Für wen gilt eine Betriebsvereinbarung?
Eine Betriebsvereinbarung stellt kollektivrechtliche Normen für alle Arbeitnehmer eines Unternehmens auf. Somit ist sie für alle Beschäftigten im Betrieb, inklusive der in Arbeitnehmerüberlassung angestellten Mitarbeiter verbindlich. Abweichend kann eine Betriebsvereinbarung für einzelne Unternehmensbereiche, Arbeitnehmergruppen oder Abteilungen aufgestellt werden. Beispielsweise könnte eine Betriebsvereinbarung explizit für die Vertriebsmitarbeiter einer Unternehmensgruppe abgeschlossen werden und ihren Anspruch auf zusätzliche Urlaubstage regeln.
Eine Ausnahme bilden leitende Angestellte. Als leitender Angestellter im Unternehmen gilt, wer die Befugnis besitzt, Beschäftigte eigenständig einzustellen und zu entlassen. Für leitende Angestellte gelten Betriebsvereinbarungen nicht.
Welche Form müssen Betriebsvereinbarungen aufweisen?
Betriebsvereinbarungen müssen gemäß § 77 BetrVG schriftlich niedergelegt werden. Das Landesarbeitsgericht stellte in einem Grundsatzurteil vom 05.10.2009 klar, dass an „Betriebsvereinbarungen keine gegenüber der allgemeinen Regel des § 126 BGB erhöhten Anforderungen zu stellen“ seien (15 Sa 26/09).
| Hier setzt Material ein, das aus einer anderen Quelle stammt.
use indexmap::IndexMap;
use mannequin_contracts::angles::AngleSet;
use serde_json::{Map, Value};

use crate::normalize::NormalizationResult;

/// A fully normalized image for one angle.
#[derive(Debug, Clone, PartialEq)]
pub struct GeneratedVariant {
    pub angle: String,
    pub model: String,
    pub prompt: String,
    pub normalized: NormalizationResult,
    pub provider_request: Map<String, Value>,
    /// Provider-side metadata (finish reasons, token usage).
    pub provider_response: Map<String, Value>,
    pub warnings: Vec<String>,
    pub generated_at: String,
}

/// Per-session state: one slot per angle, in angle order. A slot is either
/// absent or holds a complete variant; writes replace a whole slot.
#[derive(Debug, Clone)]
pub struct VariantSession {
    session_id: String,
    angles: AngleSet,
    slots: IndexMap<String, Option<GeneratedVariant>>,
}

impl VariantSession {
    pub fn new(angles: AngleSet) -> Self {
        Self::with_session_id(angles, format!("session-{}", uuid::Uuid::new_v4()))
    }

    pub fn with_session_id(angles: AngleSet, session_id: impl Into<String>) -> Self {
        let slots = angles
            .iter()
            .map(|angle| (angle.label.clone(), None))
            .collect();
        Self {
            session_id: session_id.into(),
            angles,
            slots,
        }
    }

    pub fn session_id(&self) -> &str {
        &self.session_id
    }

    pub fn angles(&self) -> &AngleSet {
        &self.angles
    }

    pub fn get(&self, label: &str) -> Option<&GeneratedVariant> {
        let angle = self.angles.get(label)?;
        self.slots.get(&angle.label).and_then(Option::as_ref)
    }

    /// Iterates every slot in angle order.
    pub fn slots(&self) -> impl Iterator<Item = (&str, Option<&GeneratedVariant>)> {
        self.slots
            .iter()
            .map(|(label, slot)| (label.as_str(), slot.as_ref()))
    }

    pub fn populated(&self) -> impl Iterator<Item = &GeneratedVariant> {
        self.slots.values().filter_map(Option::as_ref)
    }

    pub fn absent(&self) -> Vec<String> {
        self.slots
            .iter()
            .filter(|(_, slot)| slot.is_none())
            .map(|(label, _)| label.clone())
            .collect()
    }

    pub fn populated_count(&self) -> usize {
        self.populated().count()
    }

    pub fn is_complete(&self) -> bool {
        self.slots.values().all(Option::is_some)
    }

    /// Replaces the slot for `variant.angle`, returning the previous content.
    /// Variants for angles outside the session are rejected.
    pub(crate) fn store(
        &mut self,
        variant: GeneratedVariant,
    ) -> Result<Option<GeneratedVariant>, GeneratedVariant> {
        let Some(angle) = self.angles.get(&variant.angle) else {
            return Err(variant);
        };
        let label = angle.label.clone();
        match self.slots.get_mut(&label) {
            Some(slot) => Ok(slot.replace(variant)),
            None => Err(variant),
        }
    }

    pub fn clear(&mut self, label: &str) -> Option<GeneratedVariant> {
        let angle = self.angles.get(label)?;
        self.slots.get_mut(&angle.label).and_then(Option::take)
    }
}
Das Gesetz erklärt den Begriff „Schriftform“, in der auch Betriebsvereinbarungen verfasst werden müssen, wie folgt § 126 BGB:
- Urkunde, die vom Aussteller eigenhändig durch Namensunterschrift oder mittels notariell beglaubigten Handzeichens unterzeichnet wird.
- Bei einem Vertrag (z. B. Betriebsvereinbarung) muss die Unterzeichnung der Parteien auf derselben Urkunde erfolgen.
- Die schriftliche Form kann durch die elektronische Form oder die notarielle Beurkundung ersetzt werden.
Arbeitsvertrag, Tarifvertrag oder Betriebsvereinbarung: Was geht vor?
Im § 3 des Betriebsverfassungsgesetzes wird erklärt, dass Betriebsvereinbarungen getroffen werden können, wenn keine tariflichen Regelungen oder ein Tarifvertrag gelten. Daraus folgt, dass Vorgaben aus Tarifverträgen höher einzuschätzen sind als Abmachungen in Betriebsvereinbarungen. Betriebsvereinbarungen können Vorgaben aus einem Tarifvertrag nicht aushebeln.
Aus dem Wortlaut im § 77 BetrVG „Betriebsvereinbarungen gelten unmittelbar und zwingend“, kann ebenfalls abgeleitet werden, dass Regelungen in Arbeitsverträgen weniger Rechtskraft besitzen als kollektivrechtlich abgeschlossene Betriebsvereinbarungen zwischen Arbeitgeber und Betriebsrat.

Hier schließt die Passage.